Specifically, when the external air pressure on the second side 1422 of the gulp valve 142 is 200 to 2000pa stronger than the internal pressure of the liquid storage chamber 120 on the first side 1421 of the gulp valve 142, the gulp valve 142 is opened, for example, 200pa, 600pa, 1000pa, 1500pa, or 2000 pa. Preferably, when the external air pressure on the second side 1422 of the gulp valve 142 is 600 to 1500pa stronger than the internal pressure of the liquid storage chamber 120 on the first side 1421 of the gulp valve 142, the gulp valve 142 is opened, such as 600pa, 900pa, 1000pa, or 1500 pa.

In one embodiment, as shown in fig. 2 to 4, the atomizing assembly 130 includes an atomizing base 131, and a groove 1315 is formed on an outer wall of the atomizing base 131, and the groove 1315 is in communication with the external air and extends to the liquid storage chamber 120, so that the external air can enter the liquid storage chamber 120. The sealing body 141 is a sealing silicone member 144, and the sealing silicone member 144 is sleeved outside the atomizing base 131. A ventilation channel 150 for external air to enter the liquid storage chamber 120 is formed between the sealing silicone member 144 and the groove 1315, and an end of the ventilation channel 150 facing the liquid storage chamber 120 is an air outlet 151. The elastic element 143 is located on the atomizing base 131 facing the liquid storage chamber 120 and covers the air outlet 151. The elastic member 143 includes a first end 1431 connected to the sealing silicone member 144 and a second end 1432 opposite to the first end 1431, and when the pressure of the side of the elastic member 143 facing away from the reservoir 120 is higher than the pressure of the side facing the reservoir 120 and the pressure difference reaches a threshold value capable of pushing the elastic member 143 to rotate, the second end 1432 of the elastic member 143 rotates towards the reservoir 120, so that the external air can enter the reservoir 120 from the air outlet 151.

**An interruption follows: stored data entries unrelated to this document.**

//! # Socket RPC Demo Runtime
//!
//! Wires one correlation session to the loopback transport and a scripted
//! peer, then drives a batch of calls through it.
//!
//! ## Flow
//!
//! ```text
//! RpcClient ──RequestFrame──▶ LoopbackSender ──▶ ScriptedPeer
//!     ▲                                              │
//!     │ handle resolves                              │ echo / fault / (silent)
//!     │                                              ▼
//! CallCorrelator ◀── ResponseListener ◀── LoopbackReceiver
//!     ▲
//!     └── TimeoutSweeper retires the silent calls
//! ```
//!
//! ## Startup Sequence
//!
//! 1. Load correlation config (env overrides, validated)
//! 2. Open the session (spawns the sweeper)
//! 3. Spawn the scripted peer and the response listener
//! 4. Run the call batch
//! 5. Shut down: close the transport, join the tasks, close the session

use std::env;
use std::sync::Arc;
use std::time::Duration;

use anyhow::{Context, Result};
use futures::future::join_all;
use rpc_correlation::adapters::loopback::{self, PeerReport, ScriptedPeer};
use rpc_correlation::{
    CallError, CorrelationConfig, ListenerReport, ResponseListener, RpcClient, Session,
    SessionReport, StatsSnapshot,
};
use rpc_telemetry::{log_call_event, log_session_event};
use serde_json::{json, Value};
use tokio::task::JoinHandle;
use tracing::info;

/// Env var for the number of calls issued per scripted method
pub const ENV_DEMO_CALLS: &str = "RPC_DEMO_CALLS";

/// Env var for the scripted peer's answer latency, in milliseconds
pub const ENV_DEMO_LATENCY_MS: &str = "RPC_DEMO_LATENCY_MS";

/// Env var for the timeout given to calls the peer never answers
pub const ENV_DEMO_SILENT_TIMEOUT_MS: &str = "RPC_DEMO_SILENT_TIMEOUT_MS";

/// Demo runtime configuration
#[derive(Debug, Clone)]
pub struct RuntimeConfig {
    pub correlation: CorrelationConfig,
    /// Calls issued per method (`echo`, `fault`, `silent`)
    pub calls_per_method: usize,
    pub peer_latency: Duration,
    /// Per-call timeout for `silent` calls, so the demo does not wait out the
    /// default timeout
    pub silent_timeout: Duration,
}

impl Default for RuntimeConfig {
    fn default() -> Self {
        Self {
            correlation: CorrelationConfig::default(),
            calls_per_method: 10,
            peer_latency: Duration::from_millis(20),
            silent_timeout: Duration::from_millis(250),
        }
    }
}

impl RuntimeConfig {
    /// Load configuration from environment variables.
    pub fn from_env() -> Result<Self> {
        let defaults = Self::default();
        let correlation =
            CorrelationConfig::from_env().context("invalid correlation configuration")?;

        let calls_per_method = match env::var(ENV_DEMO_CALLS) {
            Ok(raw) => raw
                .parse()
                .with_context(|| format!("{} must be a count, got {:?}", ENV_DEMO_CALLS, raw))?,
            Err(_) => defaults.calls_per_method,
        };

        Ok(Self {
            correlation,
            calls_per_method,
            peer_latency: millis_var(ENV_DEMO_LATENCY_MS)?.unwrap_or(defaults.peer_latency),
            silent_timeout: millis_var(ENV_DEMO_SILENT_TIMEOUT_MS)?
                .unwrap_or(defaults.silent_timeout),
        })
    }
}

fn millis_var(var: &str) -> Result<Option<Duration>> {
    match env::var(var) {
        Ok(raw) => {
            let millis: u64 = raw
                .parse()
                .with_context(|| format!("{} must be milliseconds, got {:?}", var, raw))?;
            Ok(Some(Duration::from_millis(millis)))
        }
        Err(_) => Ok(None),
    }
}

/// Outcome counts for one batch of calls
#[derive(Debug, Clone, Copy, Default, PartialEq, Eq)]
pub struct BatchReport {
    pub completed: usize,
    pub faulted: usize,
    pub timed_out: usize,
    /// Cancelled, abandoned, rejected or unsent calls
    pub failed: usize,
}

impl BatchReport {
    pub fn total(&self) -> usize {
        self.completed + self.faulted + self.timed_out + self.failed
    }

    fn record(&mut self, result: &Result<Value, CallError>) {
        match result {
            Ok(_) => self.completed += 1,
            Err(CallError::Remote(_)) => self.faulted += 1,
            Err(CallError::TimedOut { .. }) => self.timed_out += 1,
            Err(_) => self.failed += 1,
        }
    }
}

/// Everything joined at shutdown
#[derive(Debug, Clone, Copy)]
pub struct ShutdownReport {
    pub session: SessionReport,
    pub listener: ListenerReport,
    pub peer: PeerReport,
    pub stats: StatsSnapshot,
}

/// A running session with its transport tasks
pub struct DemoRuntime {
    config: RuntimeConfig,
    session: Session<Value>,
    client: RpcClient,
    peer: JoinHandle<PeerReport>,
    listener: JoinHandle<ListenerReport>,
}

impl DemoRuntime {
    /// Open the session and spawn the peer and listener tasks.
    ///
    /// Must be called from within a tokio runtime.
    pub fn start(config: RuntimeConfig) -> Result<Self> {
        let session = Session::open(config.correlation.clone())
            .context("failed to open correlation session")?;

        let (sender, receiver, end) = loopback::channel(config.calls_per_method.max(1) * 3);
        let peer = ScriptedPeer::new(end)
            .with_latency(config.peer_latency)
            .spawn();
        let listener = tokio::spawn(ResponseListener::new(session.api(), Arc::new(receiver)).run());
        let client = RpcClient::new(session.api(), Arc::new(sender));

        log_session_event!(info, "Demo runtime started", session.id());
        Ok(Self {
            config,
            session,
            client,
            peer,
            listener,
        })
    }

    pub fn client(&self) -> &RpcClient {
        &self.client
    }

    pub fn session(&self) -> &Session<Value> {
        &self.session
    }

    /// Issue `calls_per_method` calls to each scripted method concurrently
    /// and wait for all of them.
    pub async fn run_batch(&self) -> BatchReport {
        let n = self.config.calls_per_method;
        let session_id = self.session.id();
        let mut calls = Vec::with_capacity(n * 3);

        for seq in 0..n {
            let client = self.client.clone();
            calls.push(tokio::spawn(async move {
                client.call("echo", json!({ "seq": seq })).await
            }));

            let client = self.client.clone();
            calls.push(tokio::spawn(async move {
                client.call("fault", json!(format!("rejected #{}", seq))).await
            }));

            let client = self.client.clone();
            let timeout = self.config.silent_timeout;
            calls.push(tokio::spawn(async move {
                client.call_with_timeout("silent", Value::Null, timeout).await
            }));
        }

        let mut report = BatchReport::default();
        for joined in join_all(calls).await {
            match joined {
                Ok(result) => {
                    if let Err(e) = &result {
                        if let Some(call_id) = e.call_id() {
                            log_call_event!(debug, "Call did not complete", session_id, call_id, error = %e);
                        }
                    }
                    report.record(&result);
                }
                Err(e) => {
                    tracing::error!(error = %e, "Call task panicked");
                    report.failed += 1;
                }
            }
        }

        log_session_event!(
            info,
            "Call batch finished",
            session_id,
            completed = report.completed,
            faulted = report.faulted,
            timed_out = report.timed_out,
            failed = report.failed
        );
        report
    }

    /// Close the transport, join the peer and listener, close the session.
    pub async fn shutdown(self) -> Result<ShutdownReport> {
        let Self {
            session,
            client,
            peer,
            listener,
            ..
        } = self;

        // Dropping the only client closes the request stream; the peer then
        // finishes and the response stream closes behind it.
        drop(client);
        let peer = peer.await.context("scripted peer task failed")?;
        let listener = listener.await.context("response listener task failed")?;

        let stats = session.correlator().stats();
        let session = session.close().await;
        info!(
            routed = listener.routed,
            stale = listener.stale,
            cancelled = session.cancelled,
            "Demo runtime stopped"
        );

        Ok(ShutdownReport {
            session,
            listener,
            peer,
            stats,
        })
    }
}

In one embodiment, as shown in fig. 2, the atomizing assembly 130 further includes an atomizing element 132 and an atomizing chamber 133, the atomizing element 132 is mounted on the atomizing base 131, the atomizing chamber 133 is disposed in the atomizing element 132, and the atomizing element 132 atomizes the aerosol-generating substrate stored in the reservoir 120 in the atomizing chamber 133.

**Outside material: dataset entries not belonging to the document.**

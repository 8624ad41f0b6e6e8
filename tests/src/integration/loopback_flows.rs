//! # Loopback Flows
//!
//! Client, response listener and scripted peer over the in-memory transport.
//!
//! ## Flows Tested:
//!
//! 1. **Concurrent calls**: many callers share one session, each gets its own answer
//! 2. **Late response**: a call times out, its answer arrives afterwards and is dropped
//! 3. **Transport loss**: the response stream closes and every waiting call is cancelled
//! 4. **Aborted dispatch**: a peer that never answers is handled by the timeout alone

#[cfg(test)]
mod tests {
    use std::sync::Arc;
    use std::time::Duration;

    use async_trait::async_trait;
    use futures::future::join_all;
    use serde_json::{json, Value};
    use tokio::sync::mpsc;

    use rpc_correlation::adapters::loopback::{self, ScriptedPeer};
    use rpc_correlation::{
        CallError, CorrelationConfig, FrameReceiver, ResponseFrame, ResponseListener, RpcClient,
        Session, TransportError,
    };

    // =============================================================================
    // TEST FIXTURES
    // =============================================================================

    fn session(timeout_ms: u64) -> Session<Value> {
        let config = CorrelationConfig::default()
            .with_default_timeout(Duration::from_millis(timeout_ms))
            .with_sweep_interval(Duration::from_millis(10));
        Session::open(config).unwrap()
    }

    /// Receiver fed directly by the test, standing in for a socket reader
    struct ManualReceiver(tokio::sync::Mutex<mpsc::Receiver<ResponseFrame>>);

    #[async_trait]
    impl FrameReceiver for ManualReceiver {
        async fn receive(&self) -> Result<ResponseFrame, TransportError> {
            self.0.lock().await.recv().await.ok_or(TransportError::Closed)
        }
    }

    // =============================================================================
    // FLOWS
    // =============================================================================

    #[tokio::test(start_paused = true)]
    async fn test_concurrent_callers_get_their_own_answers() {
        let session = session(1_000);
        let (sender, receiver, end) = loopback::channel(64);
        let peer = ScriptedPeer::new(end)
            .with_latency(Duration::from_millis(3))
            .spawn();
        let listener = tokio::spawn(ResponseListener::new(session.api(), Arc::new(receiver)).run());
        let client = RpcClient::new(session.api(), Arc::new(sender));

        let calls = (0..200).map(|n| {
            let client = client.clone();
            tokio::spawn(async move { (n, client.call("echo", json!({ "n": n })).await) })
        });
        for joined in join_all(calls).await {
            let (n, result) = joined.unwrap();
            assert_eq!(result, Ok(json!({ "n": n })));
        }

        drop(client);
        assert_eq!(peer.await.unwrap().answered, 200);
        let report = listener.await.unwrap();
        assert_eq!(report.routed, 200);
        assert_eq!(report.stale, 0);

        let closed = session.close().await;
        assert_eq!(closed.cancelled, 0);
    }

    #[tokio::test(start_paused = true)]
    async fn test_late_response_is_stale() {
        let session = session(1_000);
        let (sender, receiver, end) = loopback::channel(8);
        let peer = ScriptedPeer::new(end)
            .with_latency(Duration::from_millis(200))
            .spawn();
        let listener = tokio::spawn(ResponseListener::new(session.api(), Arc::new(receiver)).run());
        let client = RpcClient::new(session.api(), Arc::new(sender));

        let err = client
            .call_with_timeout("echo", json!("slow"), Duration::from_millis(50))
            .await
            .unwrap_err();
        assert!(err.is_timeout());

        drop(client);
        peer.await.unwrap();
        let report = listener.await.unwrap();
        assert_eq!(report.routed, 0);
        assert_eq!(report.stale, 1);

        let stats = session.correlator().stats();
        assert_eq!(stats.timed_out, 1);
        assert_eq!(stats.stale, 1);
        session.close().await;
    }

    #[tokio::test(start_paused = true)]
    async fn test_transport_loss_cancels_waiting_calls() {
        let session = session(60_000);
        let (sender, _peer_end_kept_silent) = {
            let (sender, _receiver, end) = loopback::channel(64);
            (sender, end)
        };
        let (resp_tx, resp_rx) = mpsc::channel(8);
        let listener = tokio::spawn(
            ResponseListener::new(
                session.api(),
                Arc::new(ManualReceiver(tokio::sync::Mutex::new(resp_rx))),
            )
            .run(),
        );
        let client = RpcClient::new(session.api(), Arc::new(sender));

        let waiting: Vec<_> = (0..10)
            .map(|_| {
                let client = client.clone();
                tokio::spawn(async move { client.call("echo", Value::Null).await })
            })
            .collect();
        tokio::time::sleep(Duration::from_millis(5)).await;
        assert_eq!(session.correlator().pending_count(), 10);

        // Connection drops: no more responses will ever arrive.
        drop(resp_tx);
        let report = listener.await.unwrap();
        assert_eq!(report.drained, 10);

        for joined in join_all(waiting).await {
            assert!(matches!(joined.unwrap(), Err(CallError::Cancelled { .. })));
        }

        // New calls on the torn down session are rejected up front.
        let err = client.call("echo", Value::Null).await.unwrap_err();
        assert!(matches!(err, CallError::Rejected(_)));
        session.close().await;
    }

    #[tokio::test(start_paused = true)]
    async fn test_silent_peer_relies_on_timeout() {
        let session = session(100);
        let (sender, receiver, end) = loopback::channel(16);
        let peer = ScriptedPeer::new(end).spawn();
        let listener = tokio::spawn(ResponseListener::new(session.api(), Arc::new(receiver)).run());
        let client = RpcClient::new(session.api(), Arc::new(sender));

        let start = tokio::time::Instant::now();
        let (silent, echo) = tokio::join!(
            client.call("silent", json!([1])),
            client.call("echo", json!([2]))
        );
        assert!(silent.unwrap_err().is_timeout());
        assert_eq!(echo, Ok(json!([2])));
        assert!(start.elapsed() <= Duration::from_millis(110));

        drop(client);
        assert_eq!(peer.await.unwrap().ignored, 1);
        listener.await.unwrap();
        session.close().await;
    }
}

The elastic member 143 may be disposed in various ways, and the elastic member 143 may be disposed perpendicular to the central axis of the atomizer 100, or the elastic member 143 may be disposed parallel to the central axis of the atomizer 100. In one embodiment, as shown in fig. 4, the air outlet 151 is located at the top of the atomizing base 131, i.e. the side of the atomizing base 131 facing the liquid storage chamber 120, and the plane of the air outlet 151 is perpendicular to the central axis of the atomizer 100. In a natural state, the elastic member 143 is horizontally attached to the top of the atomizing base 131 at the air outlet 151, the width of the elastic member 143 is greater than that of the air outlet 151, and the elastic member 143 is attached to the top of the atomizing base 131. When the pressure of the external air in the ventilation channel 150 is greater than the pressure in the liquid storage chamber 120 and the pressure difference reaches a threshold value that can push the elastic member 143 to rotate, the elastic member 143 rotates upward, and the external air in the ventilation channel 150 passes through the air outlet 151 and enters the liquid storage chamber 120 upward to supplement the air pressure in the liquid storage chamber 120. When the pressure in the liquid storage chamber 120 is greater than or equal to the external pressure in the ventilation channel 150, the elastic member 143 is tightly attached to the air outlet 151 at the top of the atomizing base 131 under the action of the air pressure from top to bottom, so as to prevent the aerosol-generating substrate in the liquid storage chamber 120 from leaking.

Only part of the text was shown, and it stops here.